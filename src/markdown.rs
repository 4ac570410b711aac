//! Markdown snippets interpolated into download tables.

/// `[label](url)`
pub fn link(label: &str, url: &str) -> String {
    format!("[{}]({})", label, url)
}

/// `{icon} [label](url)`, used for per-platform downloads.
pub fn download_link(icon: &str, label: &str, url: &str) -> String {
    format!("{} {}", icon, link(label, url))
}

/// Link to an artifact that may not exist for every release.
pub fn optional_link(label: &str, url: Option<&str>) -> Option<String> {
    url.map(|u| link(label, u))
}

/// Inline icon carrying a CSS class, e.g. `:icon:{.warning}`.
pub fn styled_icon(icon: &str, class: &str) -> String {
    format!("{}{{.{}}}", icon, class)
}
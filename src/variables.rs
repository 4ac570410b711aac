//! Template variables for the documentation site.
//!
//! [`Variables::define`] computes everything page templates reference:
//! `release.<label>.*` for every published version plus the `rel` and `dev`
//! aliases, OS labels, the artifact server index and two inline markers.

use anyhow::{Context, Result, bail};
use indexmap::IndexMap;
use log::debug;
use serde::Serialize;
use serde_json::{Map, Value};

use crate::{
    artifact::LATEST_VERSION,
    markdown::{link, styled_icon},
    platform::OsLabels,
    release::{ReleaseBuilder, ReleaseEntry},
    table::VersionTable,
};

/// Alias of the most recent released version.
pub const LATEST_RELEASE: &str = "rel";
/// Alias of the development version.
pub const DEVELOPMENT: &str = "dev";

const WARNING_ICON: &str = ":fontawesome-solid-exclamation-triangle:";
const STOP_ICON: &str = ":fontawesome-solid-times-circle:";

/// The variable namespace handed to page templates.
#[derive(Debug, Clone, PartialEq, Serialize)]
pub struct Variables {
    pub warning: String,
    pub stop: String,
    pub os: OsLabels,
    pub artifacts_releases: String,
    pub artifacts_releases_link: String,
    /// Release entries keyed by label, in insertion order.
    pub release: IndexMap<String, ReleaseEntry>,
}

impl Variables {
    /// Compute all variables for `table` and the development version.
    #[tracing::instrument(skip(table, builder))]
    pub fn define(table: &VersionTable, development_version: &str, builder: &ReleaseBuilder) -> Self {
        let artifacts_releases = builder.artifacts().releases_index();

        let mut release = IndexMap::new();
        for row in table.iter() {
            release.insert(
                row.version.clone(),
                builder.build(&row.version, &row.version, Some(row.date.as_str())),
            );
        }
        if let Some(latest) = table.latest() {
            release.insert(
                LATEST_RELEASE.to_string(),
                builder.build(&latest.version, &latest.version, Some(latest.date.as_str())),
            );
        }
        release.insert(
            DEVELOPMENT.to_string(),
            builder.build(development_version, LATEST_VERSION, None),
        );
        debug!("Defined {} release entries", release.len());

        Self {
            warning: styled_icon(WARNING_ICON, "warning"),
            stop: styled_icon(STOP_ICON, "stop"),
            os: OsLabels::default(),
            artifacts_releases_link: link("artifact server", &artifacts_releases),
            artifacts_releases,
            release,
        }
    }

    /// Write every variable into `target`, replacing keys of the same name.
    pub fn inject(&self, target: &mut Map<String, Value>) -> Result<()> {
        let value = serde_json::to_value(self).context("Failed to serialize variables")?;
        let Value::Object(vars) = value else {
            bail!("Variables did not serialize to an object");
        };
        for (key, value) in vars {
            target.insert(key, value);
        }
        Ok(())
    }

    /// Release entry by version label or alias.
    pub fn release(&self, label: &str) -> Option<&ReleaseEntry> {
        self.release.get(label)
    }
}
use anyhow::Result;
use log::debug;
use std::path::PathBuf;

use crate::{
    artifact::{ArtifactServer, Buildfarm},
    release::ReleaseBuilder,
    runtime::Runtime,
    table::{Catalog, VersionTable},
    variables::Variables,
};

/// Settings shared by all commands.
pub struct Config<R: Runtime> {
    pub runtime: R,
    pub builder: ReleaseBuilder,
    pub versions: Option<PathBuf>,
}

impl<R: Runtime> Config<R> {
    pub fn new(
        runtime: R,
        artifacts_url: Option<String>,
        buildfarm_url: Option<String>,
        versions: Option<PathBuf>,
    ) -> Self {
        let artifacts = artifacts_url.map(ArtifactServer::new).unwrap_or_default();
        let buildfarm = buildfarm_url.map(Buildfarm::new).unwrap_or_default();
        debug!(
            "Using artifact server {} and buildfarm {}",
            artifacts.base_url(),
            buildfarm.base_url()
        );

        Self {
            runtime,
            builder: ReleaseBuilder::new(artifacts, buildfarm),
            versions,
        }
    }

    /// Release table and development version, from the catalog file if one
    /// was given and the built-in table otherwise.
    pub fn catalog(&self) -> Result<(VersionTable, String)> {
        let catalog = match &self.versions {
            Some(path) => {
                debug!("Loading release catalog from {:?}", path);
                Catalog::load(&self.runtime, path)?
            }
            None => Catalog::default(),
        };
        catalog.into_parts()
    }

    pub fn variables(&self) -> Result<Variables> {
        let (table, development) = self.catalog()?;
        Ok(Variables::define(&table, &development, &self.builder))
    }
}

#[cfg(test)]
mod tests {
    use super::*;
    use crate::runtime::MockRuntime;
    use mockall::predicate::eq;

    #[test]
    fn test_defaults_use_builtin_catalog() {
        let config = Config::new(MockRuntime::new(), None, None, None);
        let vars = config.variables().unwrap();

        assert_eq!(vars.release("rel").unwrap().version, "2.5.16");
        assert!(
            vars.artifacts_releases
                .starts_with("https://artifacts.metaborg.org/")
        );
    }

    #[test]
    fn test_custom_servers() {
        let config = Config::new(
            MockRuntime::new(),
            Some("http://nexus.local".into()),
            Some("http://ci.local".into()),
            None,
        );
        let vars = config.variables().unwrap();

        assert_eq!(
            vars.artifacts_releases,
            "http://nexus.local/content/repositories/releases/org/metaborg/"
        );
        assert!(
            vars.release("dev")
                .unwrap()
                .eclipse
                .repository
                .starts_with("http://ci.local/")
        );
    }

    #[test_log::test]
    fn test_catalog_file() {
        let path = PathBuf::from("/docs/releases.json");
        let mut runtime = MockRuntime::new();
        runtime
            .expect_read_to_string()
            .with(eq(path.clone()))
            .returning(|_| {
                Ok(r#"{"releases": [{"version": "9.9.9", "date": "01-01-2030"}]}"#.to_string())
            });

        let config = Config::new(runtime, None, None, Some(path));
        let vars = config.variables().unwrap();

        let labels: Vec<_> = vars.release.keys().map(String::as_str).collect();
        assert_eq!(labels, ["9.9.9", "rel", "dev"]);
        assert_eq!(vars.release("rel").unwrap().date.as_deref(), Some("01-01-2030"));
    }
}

**What to produce:** Go line by line through the data and copy any that contain "target".

**Task result:**
    /// Write every variable into `target`, replacing keys of the same name.
    pub fn inject(&self, target: &mut Map<String, Value>) -> Result<()> {
            target.insert(key, value);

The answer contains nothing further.